Efficiency for contact-contact relationships schema

join;optimization

I'm migrating data from a schema where people and organisations are separate tables to one where people and organisations are all treated as contacts (they share a lot in common). Currently, the people table has about 90k records with 80k relationships to 10k organisations.

New model:

Contact           Relationship              (Contact table again)
--------          -------------             ---------------------
cid      11----0< cid_a              /---11 cid
name              cid_b          >0-/       name
                  details
                  start_date
                  end_date
                  relationship_type

If I want to be able to query for Wilma's current relationships (let's say Wilma has cid = 2) I can set up 2 keys on relationship, one (cid_a, cid_b) and (cid_b, cid_a).

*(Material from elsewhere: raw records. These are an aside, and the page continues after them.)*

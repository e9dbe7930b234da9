//! GraphEngine - the stateful graph owner
//!
//! All shared state (nodes, reverse edges, the transition ring, invocation
//! accounting) lives behind one mutex; `update_status` is atomic across the
//! task, the ready set and the transition log. A Notify wakes the scheduler
//! whenever anything transitions.

use std::collections::{HashMap, VecDeque};

use chrono::{DateTime, Utc};
use serde::{Deserialize, Serialize};
use serde_json::Value;
use tokio::sync::{Mutex, Notify};
use tracing::{debug, info, warn};

use crate::domain::{DataItem, EdgeKind, IntegrationContracts, Invocation, Task, TaskStatus};

use super::build::{infer_edges, mark_critical_path, topological_order};

/// Bounded transition ring size
pub const EVENT_RING_CAP: usize = 1_000;

/// Errors from graph operations
#[derive(Debug, thiserror::Error)]
pub enum GraphError {
    #[error("Cycle detected among tasks: {tasks:?}")]
    CyclicGraph { tasks: Vec<String> },

    #[error("Unknown task: {0}")]
    UnknownTask(String),

    #[error("Duplicate task id: {0}")]
    DuplicateTask(String),

    #[error("Task {task_id} depends on itself")]
    SelfDependency { task_id: String },

    #[error("Invalid transition for {task_id}: {from} -> {to}")]
    InvalidTransition {
        task_id: String,
        from: TaskStatus,
        to: TaskStatus,
    },

    #[error("{0}")]
    MissingProducer(String),

    #[error("Global invocation cap ({cap}) exceeded")]
    LoopDetected { cap: u32 },

    #[error("Task {0} already has an invocation in progress")]
    InvocationActive(String),
}

/// One entry of the bounded transition log
#[derive(Debug, Clone, Serialize, Deserialize)]
#[serde(rename_all = "camelCase")]
pub struct TransitionRecord {
    pub at: DateTime<Utc>,
    pub task_id: String,
    pub from: TaskStatus,
    pub to: TaskStatus,
}

/// Serializable snapshot of the whole graph; derived maps are rebuilt on
/// restore, so two exports of the same state are identical.
#[derive(Debug, Clone, Serialize, Deserialize)]
#[serde(rename_all = "camelCase")]
pub struct GraphExport {
    pub project_id: String,
    pub nodes: Vec<Task>,
    pub invocations_started: u32,
    pub transition_log: Vec<TransitionRecord>,
    pub cancelled: bool,
}

/// Output payloads of one satisfied predecessor, passed into worker prompts
#[derive(Debug, Clone, Serialize, Deserialize)]
#[serde(rename_all = "camelCase")]
pub struct DependencyOutput {
    pub task_id: String,
    pub outputs: Vec<DataItem>,
    #[serde(skip_serializing_if = "Option::is_none")]
    pub result: Option<Value>,
}

/// A ready task snapshot with the data its worker prompt needs
#[derive(Debug, Clone)]
pub struct ReadyTask {
    pub task: Task,
    pub dependency_outputs: Vec<DependencyOutput>,
    /// Number of tasks depending on this one, for ordering and display
    pub dependent_count: usize,
}

/// Result of a status update
#[derive(Debug, Default)]
pub struct UpdateOutcome {
    /// Tasks that became ready because of this update
    pub newly_ready: Vec<String>,
    /// Dependents transitively skipped because of a failure
    pub skipped: Vec<String>,
}

/// Rework transition result
#[derive(Debug)]
pub struct ReworkOutcome {
    /// Attempt count after the increment
    pub attempt: u32,
    /// True when the rework budget is spent; the task is now failed
    pub exhausted: bool,
    /// Checkpoint tasks reset to pending for the next cycle
    pub reset_checkpoints: Vec<String>,
    /// Dependents skipped on exhaustion
    pub skipped: Vec<String>,
}

/// Aggregate counts for status displays
#[derive(Debug, Clone, Default, Serialize)]
#[serde(rename_all = "camelCase")]
pub struct GraphStats {
    pub total: usize,
    pub pending: usize,
    pub ready: usize,
    pub in_progress: usize,
    pub in_review: usize,
    pub needs_revision: usize,
    pub completed: usize,
    pub failed: usize,
    pub skipped: usize,
    /// Minutes of critical-path work not yet completed
    pub critical_path_remaining: u32,
}

struct GraphInner {
    project_id: String,
    nodes: Vec<Task>,
    index: HashMap<String, usize>,
    /// Reverse edges: task id -> ids of tasks depending on it
    dependents: HashMap<String, Vec<String>>,
    transition_log: VecDeque<TransitionRecord>,
    invocations_started: u32,
    /// Task ids with a live invocation
    active_invocations: HashMap<String, String>,
    cancelled: bool,
}

impl GraphInner {
    fn empty() -> Self {
        Self {
            project_id: String::new(),
            nodes: Vec::new(),
            index: HashMap::new(),
            dependents: HashMap::new(),
            transition_log: VecDeque::new(),
            invocations_started: 0,
            active_invocations: HashMap::new(),
            cancelled: false,
        }
    }

    fn rebuild_derived(&mut self) {
        self.index = self
            .nodes
            .iter()
            .enumerate()
            .map(|(i, t)| (t.id.clone(), i))
            .collect();
        self.dependents.clear();
        for task in &self.nodes {
            for dep in &task.dependencies {
                self.dependents
                    .entry(dep.task_id.clone())
                    .or_default()
                    .push(task.id.clone());
            }
        }
        for list in self.dependents.values_mut() {
            list.sort();
            list.dedup();
        }
    }

    fn record(&mut self, task_id: &str, from: TaskStatus, to: TaskStatus) {
        if self.transition_log.len() >= EVENT_RING_CAP {
            self.transition_log.pop_front();
        }
        self.transition_log.push_back(TransitionRecord {
            at: Utc::now(),
            task_id: task_id.to_string(),
            from,
            to,
        });
    }

    fn task(&self, task_id: &str) -> Result<&Task, GraphError> {
        self.index
            .get(task_id)
            .map(|&i| &self.nodes[i])
            .ok_or_else(|| GraphError::UnknownTask(task_id.to_string()))
    }

    fn task_mut(&mut self, task_id: &str) -> Result<&mut Task, GraphError> {
        match self.index.get(task_id) {
            Some(&i) => Ok(&mut self.nodes[i]),
            None => Err(GraphError::UnknownTask(task_id.to_string())),
        }
    }

    /// A predecessor satisfies an edge when it is completed and the contract
    /// holds. A task sitting in review satisfies only the checkpoints that
    /// review it - that is what lets the gates run before full completion.
    fn dep_satisfied(&self, successor: &Task, dep_id: &str, edge: EdgeKind) -> bool {
        let Some(&p) = self.index.get(dep_id) else { return false };
        let pred = &self.nodes[p];
        match pred.status {
            TaskStatus::Completed => contract_holds(pred, successor, edge),
            TaskStatus::InReview => {
                successor.is_checkpoint && successor.reviews_task_id.as_deref() == Some(dep_id)
            }
            _ => false,
        }
    }

    fn dependencies_satisfied(&self, task: &Task) -> bool {
        task.dependencies
            .iter()
            .all(|dep| self.dep_satisfied(task, &dep.task_id, dep.edge))
    }

    /// Move every satisfied pending task to ready; returns the ids
    fn refresh_ready(&mut self) -> Vec<String> {
        let candidates: Vec<String> = self
            .nodes
            .iter()
            .filter(|t| t.status == TaskStatus::Pending && self.dependencies_satisfied(t))
            .map(|t| t.id.clone())
            .collect();
        for id in &candidates {
            let i = self.index[id];
            self.nodes[i].status = TaskStatus::Ready;
            self.record(id, TaskStatus::Pending, TaskStatus::Ready);
        }
        candidates
    }

    /// Transitively skip non-terminal dependents of a failed task
    fn skip_dependents_of(&mut self, task_id: &str) -> Vec<String> {
        let mut skipped = Vec::new();
        let mut frontier = vec![task_id.to_string()];
        while let Some(id) = frontier.pop() {
            let children = self.dependents.get(&id).cloned().unwrap_or_default();
            for child in children {
                let i = self.index[&child];
                let status = self.nodes[i].status;
                if !status.is_terminal() {
                    self.nodes[i].status = TaskStatus::Skipped;
                    self.record(&child, status, TaskStatus::Skipped);
                    skipped.push(child.clone());
                    frontier.push(child);
                }
            }
        }
        skipped
    }

    fn stats(&self) -> GraphStats {
        let mut stats = GraphStats { total: self.nodes.len(), ..Default::default() };
        for task in &self.nodes {
            match task.status {
                TaskStatus::Pending => stats.pending += 1,
                TaskStatus::Ready => stats.ready += 1,
                TaskStatus::InProgress => stats.in_progress += 1,
                TaskStatus::InReview => stats.in_review += 1,
                TaskStatus::NeedsRevision => stats.needs_revision += 1,
                TaskStatus::Completed => stats.completed += 1,
                TaskStatus::Failed => stats.failed += 1,
                TaskStatus::Skipped => stats.skipped += 1,
            }
            if task.on_critical_path && !matches!(task.status, TaskStatus::Completed | TaskStatus::Skipped) {
                stats.critical_path_remaining += task.estimated_duration;
            }
        }
        stats
    }
}

/// Contract compatibility between a completed predecessor and its successor
fn contract_holds(pred: &Task, succ: &Task, edge: EdgeKind) -> bool {
    match edge {
        EdgeKind::Completion => true,
        EdgeKind::Data => {
            let declared = succ.required_inputs.iter().any(|input| {
                pred.provided_outputs.iter().any(|out| out.compatible_with(input))
            });
            declared || result_covers_inputs(pred, succ)
        }
        EdgeKind::Integration => succ.integration_contracts.consumes_api.iter().any(|consumed| {
            pred.integration_contracts
                .provides_api
                .iter()
                .any(|provided| IntegrationContracts::names_match(provided, consumed))
        }),
        EdgeKind::Schema => succ.integration_contracts.requires_schema.iter().any(|required| {
            pred.integration_contracts
                .defines_schema
                .iter()
                .any(|defined| IntegrationContracts::names_match(defined, required))
        }),
    }
}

SELECT friend.name FROM contact friend, relationship 
WHERE 
     (
       ( cid_a = 2 AND cid_b = friend.cid )
       OR
       ( cid_b = 2 AND cid_a = friend.cid )
     ) 
     AND
     ( start_date IS NULL OR start_date <= CURRENT_DATE )
     AND
     ( end_date IS NULL OR end_date >= CURRENT_DATE ) 

But I'm not sure it's efficient as the duplicate keys would be quite long.

A contact will likely have 3, 4 or more relationships to various organisations, other contacts etc. such as

  • Wilma is a student at X University-
  • Wilma is a member of Y organisation
  • Wilma was previously a contact at Z organisation
  • Wilma is married to Fred.

Is this the One True Way? Or nothing like it?!

Best Answer

Since you invoked The One True Way... I'll invoke it. 1NF would insist on "no repeating groups," which is what cid_a and cid_b are... two columns of the same "stuff" (to use the technical term).

You should not have to look at data two different ways to get the correct answer.

contact           relationship              contact_relationship_map
--------          -------------             ----------------------
cid (PK)          relationship_id (PK)      relationship_id (FK) \\ P   
name              details                   cid (FK)             // K
                  start_date                + INDEX(cid,relationship_id)
                  end_date
                  relationship_type

Each relationship gets a record in relationship, which has an ID, which is used to insert two rows into contact_relationship_map -- one for each peer in the relationship.

The PK of this table is both columns combined, and it should be indexed on both columns combined in the opposite order so that searching by relationship_id or cid has the benefit of the index. The latter index doesn't need to be declared as unique because the primary key will enforce that. Neither column allows nulls and deletes from the parent tables cascade to the records of this table.

To find relationships starting with a name from 'contact' and a relationship_type of = 'friend' we look up starting in c1:

SELECT c2.cid as my_friends_cid, c2.name as my_friends_name 
  FROM contact c1
  JOIN contact_relationship_map crm1 on crm1.cid = c1.cid
  JOIN relationship r on r.id = crm1.relationship_id 
  JOIN contact_relationship_map crm2 on crm2.relationship_id = crm1.relationship_id
                                    and crm2.cid != c1.cid
  JOIN contact c2 on c2.cid = crm2.cid
 WHERE c1.name = 'first_contact_name_here'
   AND r.relationship_type = 'friend';

In other words, following:

c1 -> crm1 -> crm2 -> c2
          \-> r

All of these joins are easily satisifed by indexes so the number of joins here should not be any cause for concern.

If you already know the cid from the first contact, that table can be eliminated from the query, and you'd start with WHERE crm1.cid = ?

This also opens up the possibility of relationships with more than two peers, if you ever wanted it.